Personal information
- Full name: Robert Hunter Brown Bennie
- Date of birth: 27 March 1900
- Place of birth: Slamannan, Scotland
- Date of death: 27 July 1972 (aged 72)
- Place of death: Airdrie, Scotland
- Position(s): Left half

Senior career*
- Years: Team / Apps / (Gls)
- –: Parkhead
- 1916–1920: Third Lanark / 70 / (17)
- 1920–1928: Airdrieonians / 290 / (7)
- 1928–1933: Heart of Midlothian / 137 / (5)
- 1933: Raith Rovers / 1 / (0)
- Total:  / 462 / (29)

International career
- 1925–1926: Scotland / 3 / (0)
- 1928: Scottish Football League XI / 1 / (0)

Managerial career
- 1933–1934: Raith Rovers

= Bob Bennie =

Scottish footballer

Robert Hunter Brown Bennie (27 March 1900 – 27 July 1972) was a Scottish footballer who played as a left half.

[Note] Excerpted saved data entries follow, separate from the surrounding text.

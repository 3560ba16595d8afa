use serde::Deserialize;
use serde_json::{Map, Value};

/// One row of vehicle attribute data. Beyond make, model and year being
/// present in some form, the shape is open: every other field passes
/// through untouched, in source document order.
#[derive(Debug, Clone, Deserialize)]
#[serde(transparent)]
pub struct SpecRecord(Map<String, Value>);

impl SpecRecord {
  pub fn make(&self) -> &str {
    self.str_field("Make").unwrap_or("")
  }

  /// The dataset spells this key both ways. "Modle" is the data's typo,
  /// not ours to fix.
  pub fn model(&self) -> &str {
    self.str_field("Model")
      .or_else(|| self.str_field("Modle"))
      .unwrap_or("")
  }

  pub fn trim(&self) -> Option<&str> {
    self.str_field("Trim")
  }

  /// Inclusive year range for this record. Explicit `Year_from` and
  /// `Year_to` bounds win; a missing or empty bound falls back to the
  /// single `Year` field. None when no usable bound exists, and such a
  /// record never matches any year.
  pub fn year_bounds(&self) -> Option<(i32, i32)> {
    let single = self.0.get("Year");
    let from = self.0.get("Year_from").filter(|v| !is_falsy(v)).or(single);
    let to = self.0.get("Year_to").filter(|v| !is_falsy(v)).or(single);

    Some((year_value(from?)?, year_value(to?)?))
  }

  pub fn fields(&self) -> impl Iterator<Item = (&str, &Value)> {
    self.0.iter().map(|(key, value)| (key.as_str(), value))
  }

  fn str_field(&self, key: &str) -> Option<&str> {
    self.0.get(key).and_then(Value::as_str).filter(|s| !s.is_empty())
  }
}

/// The falsiness rule the dataset leans on: null, false, zero and the
/// empty string all read as "not there".
pub fn is_falsy(value: &Value) -> bool {
  match value {
    Value::Null => true,
    Value::Bool(b) => !b,
    Value::Number(n) => n.as_f64().map_or(false, |n| n == 0.0),
    Value::String(s) => s.is_empty(),
    _ => false,
  }
}

fn year_value(value: &Value) -> Option<i32> {
  match value {
    Value::Number(n) => n.as_i64().map(|n| n as i32),
    Value::String(s) => s.trim().parse().ok(),
    _ => None,
  }
}

#[cfg(test)]
mod tests {
  use super::*;
  use serde_json::json;

  fn record(value: Value) -> SpecRecord {
    serde_json::from_value(value).unwrap()
  }

  #[test]
  fn model_falls_back_to_misspelled_key() {
    let r = record(json!({ "Modle": "Civic Si" }));
    assert_eq!(r.model(), "Civic Si");

    let r = record(json!({ "Model": "", "Modle": "Civic Si" }));
    assert_eq!(r.model(), "Civic Si");

    let r = record(json!({ "Model": "Accord", "Modle": "ignored" }));
    assert_eq!(r.model(), "Accord");
  }

  #[test]
  fn year_bounds_prefer_explicit_range() {
    let r = record(json!({ "Year_from": "2010", "Year_to": "2015", "Year": "2012" }));
    assert_eq!(r.year_bounds(), Some((2010, 2015)));
  }

  #[test]
  fn single_year_stands_in_for_both_bounds() {
    let r = record(json!({ "Year": "2018" }));
    assert_eq!(r.year_bounds(), Some((2018, 2018)));
  }

  #[test]
  fn empty_bound_falls_back_to_single_year() {
    let r = record(json!({ "Year_from": "", "Year_to": "2015", "Year": "2010" }));
    assert_eq!(r.year_bounds(), Some((2010, 2015)));
  }

  #[test]
  fn numeric_and_padded_years_parse() {
    let r = record(json!({ "Year_from": 2017, "Year_to": " 2020 " }));
    assert_eq!(r.year_bounds(), Some((2017, 2020)));
  }

  #[test]
  fn no_usable_year_means_no_bounds() {
    assert_eq!(record(json!({ "Make": "Ford" })).year_bounds(), None);
    assert_eq!(record(json!({ "Year": "unknown" })).year_bounds(), None);
  }

  #[test]
  fn trim_is_absent_when_empty() {
    assert_eq!(record(json!({ "Trim": "" })).trim(), None);
    assert_eq!(record(json!({ "Trim": "Si" })).trim(), Some("Si"));
  }

  #[test]
  fn falsiness_matches_the_dataset_convention() {
    assert!(is_falsy(&json!(null)));
    assert!(is_falsy(&json!(false)));
    assert!(is_falsy(&json!(0)));
    assert!(is_falsy(&json!("")));
    assert!(!is_falsy(&json!("0 to 60")));
    assert!(!is_falsy(&json!(182)));
  }
}
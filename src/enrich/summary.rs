use reqwest::Client;
use serde::Deserialize;

const ENDPOINT: &str = "https://en.wikipedia.org/api/rest_v1/page/summary";

/// Encyclopedia enrichment for one search. Never required; a search is
/// complete without it.
#[derive(Debug, Clone)]
pub struct WikiSummary {
  pub description: String,
  pub image: Option<String>,
  pub link: String,
}

#[derive(Debug, Deserialize)]
struct SummaryResponse {
  extract: Option<String>,
  thumbnail: Option<Thumbnail>,
  content_urls: Option<ContentUrls>,
}

#[derive(Debug, Deserialize)]
struct Thumbnail {
  source: String,
}

#[derive(Debug, Deserialize)]
struct ContentUrls {
  desktop: DesktopUrls,
}

#[derive(Debug, Deserialize)]
struct DesktopUrls {
  page: String,
}

/// Best-effort summary lookup keyed by the underscore-joined page title.
/// Error pages decode like any other response and simply digest to None.
pub async fn fetch_summary(client: &Client, make: &str, model: &str) -> Option<WikiSummary> {
  let title = page_title(make, model);

  match lookup(client, &title).await {
    Ok(summary) => summary,
    Err(e) => {
      tracing::warn!("summary lookup failed for {title:?}: {e:#}");
      None
    }
  }
}

async fn lookup(client: &Client, title: &str) -> anyhow::Result<Option<WikiSummary>> {
  let response: SummaryResponse = client
    .get(format!("{}/{}", ENDPOINT, title))
    .send()
    .await?
    .json()
    .await?;

  Ok(digest(response))
}

/// A usable summary needs a non-empty extract and a canonical page link.
/// Anything less reads as "no summary found".
fn digest(response: SummaryResponse) -> Option<WikiSummary> {
  let description = response.extract.filter(|extract| !extract.is_empty())?;
  let link = response.content_urls?.desktop.page;

  Some(WikiSummary {
    description,
    image: response.thumbnail.map(|thumbnail| thumbnail.source),
    link,
  })
}

pub fn page_title(make: &str, model: &str) -> String {
  format!("{}_{}", make, model).replace(' ', "_")
}

#[cfg(test)]
mod tests {
  use super::*;
  use serde_json::json;

  fn response(value: serde_json::Value) -> SummaryResponse {
    serde_json::from_value(value).unwrap()
  }

  #[test]
  fn page_title_joins_with_underscores() {
    assert_eq!(page_title("Honda", "Civic"), "Honda_Civic");
    assert_eq!(page_title("Alfa Romeo", "156 GTA"), "Alfa_Romeo_156_GTA");
  }

  #[test]
  fn full_response_digests_to_a_summary() {
    let summary = digest(response(json!({
      "extract": "The Honda Civic is a series of cars.",
      "thumbnail": { "source": "https://upload.example/civic.jpg" },
      "content_urls": { "desktop": { "page": "https://en.wikipedia.org/wiki/Honda_Civic" } }
    })))
    .unwrap();

    assert_eq!(summary.description, "The Honda Civic is a series of cars.");
    assert_eq!(summary.image.as_deref(), Some("https://upload.example/civic.jpg"));
    assert_eq!(summary.link, "https://en.wikipedia.org/wiki/Honda_Civic");
  }

  #[test]
  fn thumbnail_is_optional() {
    let summary = digest(response(json!({
      "extract": "Some text.",
      "content_urls": { "desktop": { "page": "https://en.wikipedia.org/wiki/Thing" } }
    })))
    .unwrap();

    assert_eq!(summary.image, None);
  }

  #[test]
  fn missing_or_empty_extract_means_no_summary() {
    assert!(digest(response(json!({ "title": "Not found." }))).is_none());

    assert!(digest(response(json!({
      "extract": "",
      "content_urls": { "desktop": { "page": "https://en.wikipedia.org/wiki/Thing" } }
    })))
    .is_none());
  }

  #[test]
  fn extract_without_page_link_means_no_summary() {
    assert!(digest(response(json!({ "extract": "Orphaned text." }))).is_none());
  }
}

Bennie was capped three times by the Scotland national team between 1925 and 1926, while playing club football for Airdrieonians (where he spent eight years, making over 300 appearances, finishing runners-up in the Scottish Football League on four occasions and winning the Scottish Cup in 1924). In 1928 he was signed by Heart of Midlothian for £2,300, moving on to become manager of Raith Rovers five years later.

He was the most prominent member of a footballing family: his uncles Peter and John had short careers in Scotland, another uncle Bob played for St Mirren and Newcastle United, and his cousin Peter for Burnley and Bradford City.